The Fish Hook Prospect occurs an interpreted 8000-metre eastern extension of the Cathedrals Belt. It’s located within Exploration Licence 29/954, which St George has complete ownership of.
St George is planning to drill six RC holes at Fish Hook, each with an average depth of 150 metres.
The company hopes to intersect the potential ultramafic stratigraphy that, in other parts of the Cathedrals Belt, is known to dip to the north. In particular, drilling will test the broad area of elevated nickel and copper which was identified during a soil survey conducted last year.
Interestingly, this area also showed a high value for chrome. This indicates the presence of ultramafic rocks, which are the host for nickel-copper sulphides in the Cathedrals Belt.
The recent MT and AMT survey identified a large conductive feature of downhole electromagnetic (DHEM) anomalies. These are located favourably for the potential down-plunge extension of shallow, high-grade mineralisation at the Investigators Prospect.
The DHEM surveys conducted last year recorded off-hole electromagnetic (EM) anomalism beneath or along strike from the drill holes. These EM anomalies have not yet been drill tested.

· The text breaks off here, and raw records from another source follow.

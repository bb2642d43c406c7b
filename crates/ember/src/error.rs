use crate::ber::DecodeError;
use crate::glow::{PathParseError, TreePath};

#[derive(Debug, thiserror::Error)]
pub enum Error {
    #[error("decode error: {0}")]
    Decode(#[from] DecodeError),
    #[error("unknown element at path {0:?}")]
    UnknownElement(String),
    #[error("missing contents at {0}")]
    MissingContents(TreePath),
    #[error("invalid connection on {path}: {reason}")]
    InvalidConnection { path: TreePath, reason: String },
    #[error("invalid request format: {0}")]
    InvalidRequestFormat(&'static str),
    #[error("invalid request: {0}")]
    InvalidRequest(&'static str),
    #[error("invalid node {path:?}: {reason}")]
    InvalidNode { path: String, reason: &'static str },
    #[error("invalid command {0}")]
    InvalidCommand(u32),
    #[error(transparent)]
    InvalidPath(#[from] PathParseError),
    #[error("tree definition: {0}")]
    Definition(#[from] serde_json::Error),
}

impl Error {
    pub(crate) fn unknown(path: &TreePath) -> Self {
        Error::UnknownElement(path.to_string())
    }

    pub(crate) fn invalid_connection(path: &TreePath, reason: impl Into<String>) -> Self {
        Error::InvalidConnection {
            path: path.clone(),
            reason: reason.into(),
        }
    }
}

St George believes the location and geometry of these anomalies support the continuation of the Investigators stratigraphy.
A total of seven drill holes are initially planned to test the new deep conductive targets identified by the MT survey. The holes will be drilled towards the south to intersect the prospective stratigraphy that dips steeply to the north.
Company shares are up a slight 1.14 per cent and are trading for 8.9 cents each at 10:53 am AEST.